Let's take a look at the file name: 10 images can be generated at the same time,

Due to the 20-second request time limit, some images are obviously incomplete after being generated, that is, the image resources cannot be fully collected within 20 seconds. You can set this time on your own.

Contact Us

The content source of this page is from Internet, which doesn't represent Alibaba Cloud's opinion; products and services mentioned on that page don't have any relationship with Alibaba Cloud.
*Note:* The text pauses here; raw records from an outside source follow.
use thiserror::Error;

#[derive(Error, Debug)]
pub enum CasinoError {
    #[error("Not enough funds: requested {requested:.2}, available {available:.2}")]
    InsufficientFunds { requested: f32, available: f32 },

    #[error("Not enough chips: requested {requested}, available {available}")]
    InsufficientChips { requested: u32, available: u32 },

    #[error("Invalid amount: {0}")]
    InvalidAmount(f32),

    #[error("{player} is not holding {machine}")]
    NotHoldingMachine { machine: String, player: String },

    #[error("{player} is not queued at {cashier}")]
    NotQueued { cashier: String, player: String },

    #[error("Wait cancelled for {0}")]
    Cancelled(String),

    #[error("Casino is already open")]
    AlreadyOpen,

    #[error("Invalid configuration: {0}")]
    InvalidConfig(String),

    #[error("Truncated launch parameters: expected {expected} bytes, got {got}")]
    TruncatedParams { expected: usize, got: usize },

    #[error("IO error: {0}")]
    IoError(#[from] std::io::Error),

    #[error("Config parse error: {0}")]
    TomlError(#[from] toml::de::Error),

    #[error("Serialization error: {0}")]
    SerdeError(#[from] serde_json::Error),
}

impl CasinoError {
    /// Expected, locally recovered outcomes of a charge
    pub fn is_insufficient(&self) -> bool {
        matches!(
            self,
            Self::InsufficientFunds { .. } | Self::InsufficientChips { .. }
        )
    }
}

pub type Result<T> = std::result::Result<T, CasinoError>;
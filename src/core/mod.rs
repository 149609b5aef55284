pub mod config;
pub mod error;
pub mod types;

pub use config::{CasinoConfig, Timings};
pub use error::{CasinoError, Result};
pub use types::{AgentId, AgentKind, FloorLayout, Vec2, Zone};
//! Casino Floor - Entry Point
//!
//! Opens a casino locally, lets it run for a while, then closes it and
//! prints how every player did.

use std::path::PathBuf;
use std::sync::Arc;
use std::time::Duration;

use casino_floor::agent::Lifecycle;
use casino_floor::casino::Casino;
use casino_floor::core::config::CasinoConfig;
use casino_floor::core::error::Result;
use casino_floor::monitor::{poll_feed, FeedServer, FloorSnapshot};
use clap::Parser;

/// Run a casino simulation on this machine
#[derive(Parser, Debug)]
#[command(name = "casino-floor")]
#[command(about = "Simulate a casino of concurrently scheduled agents")]
struct Args {
    /// TOML config file; flags below override it
    #[arg(long)]
    config: Option<PathBuf>,

    #[arg(long)]
    players: Option<usize>,

    #[arg(long)]
    cashiers: Option<usize>,

    #[arg(long)]
    slot_machines: Option<usize>,

    #[arg(long)]
    croupiers: Option<usize>,

    /// Seats per table
    #[arg(long)]
    capacity: Option<usize>,

    /// How long the casino stays open
    #[arg(long, default_value_t = 30)]
    duration_secs: u64,

    /// Random seed for the agents' decisions
    #[arg(long)]
    seed: Option<u64>,

    /// Serve the monitor feed over TCP while running
    #[arg(long)]
    monitor: bool,

    /// Print the final snapshot as JSON
    #[arg(long)]
    json: bool,
}

impl Args {
    fn into_config(self) -> Result<CasinoConfig> {
        let mut config = match &self.config {
            Some(path) => CasinoConfig::load(path)?,
            None => CasinoConfig::default(),
        };
        if let Some(players) = self.players {
            config.players = players;
        }
        if let Some(cashiers) = self.cashiers {
            config.cashiers = cashiers;
        }
        if let Some(slot_machines) = self.slot_machines {
            config.slot_machines = slot_machines;
        }
        if let Some(croupiers) = self.croupiers {
            config.croupiers = croupiers;
        }
        if let Some(capacity) = self.capacity {
            config.table_capacity = capacity;
        }
        if self.seed.is_some() {
            config.seed = self.seed;
        }
        Ok(config)
    }
}

#[tokio::main]
async fn main() -> Result<()> {
    tracing_subscriber::fmt()
        .with_env_filter(
            tracing_subscriber::EnvFilter::try_from_default_env()
                .unwrap_or_else(|_| tracing_subscriber::EnvFilter::new("casino_floor=info")),
        )
        .init();

    let args = Args::parse();
    let duration = Duration::from_secs(args.duration_secs);
    let (monitor, json) = (args.monitor, args.json);
    let config = args.into_config()?;

    let casino = Arc::new(Casino::new(config)?);
    casino.open()?;

    let feed = if monitor {
        Some(FeedServer::bind(Arc::clone(&casino), casino.config().monitor_port()).await?)
    } else {
        None
    };

    // Queue and table report on the cadence a viewer would poll at
    let poller = Lifecycle::new();
    {
        let casino = Arc::clone(&casino);
        let every = casino.config().timings.monitor();
        let stop = poller.stop_signal();
        poller.spawn(poll_feed(casino, every, stop, |snapshot| {
            for croupier in &snapshot.croupiers {
                tracing::debug!(
                    croupier = %croupier.name,
                    state = %croupier.state,
                    seated = %croupier.occupants.join(", "),
                    "Table report"
                );
            }
        }));
    }

    tokio::time::sleep(duration).await;

    let report = casino.close().await;
    poller.request_stop();
    poller.join(None).await;
    if let Some(feed) = feed {
        feed.shutdown().await;
    }

    let snapshot = FloorSnapshot::capture(&casino);
    if json {
        println!("{}", serde_json::to_string_pretty(&snapshot)?);
    } else {
        println!("\n=== CASINO CLOSED ===");
        for player in &snapshot.players {
            println!(
                "{:<10} {:<5} balance {:>10.2}  chips {}",
                player.name,
                player.state,
                player.balance.unwrap_or_default(),
                player.chips.unwrap_or_default()
            );
        }
        let net = snapshot.net_winnings(casino.config().starting_balance);
        println!("Players net: {:+.2}", net);
    }

    if !report.is_clean() {
        tracing::warn!(
            aborted = ?report.aborted,
            panicked = ?report.panicked,
            "Some agents did not stop cleanly"
        );
    }
    Ok(())
}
If the content of the page makes you feel confusing, please write us an email, we will handle the problem within 5 days after receiving your email.

If you find any instances of plagiarism from the community, please send an email to: info-contact@alibabacloud.com and provide relevant evidence. A staff member will contact you within 5 working days.

A Free Trial That Lets You Build Big!

Start building with 50+ products and up to 12 months usage for Elastic Compute Service

  • Sales Support

    1 on 1 presale consultation

  • After-Sales Support

    24/7 Technical Support 6 Free Tickets per Quarter Faster Response

  • Alibaba Cloud offers highly flexible support services tailored to meet your exact needs.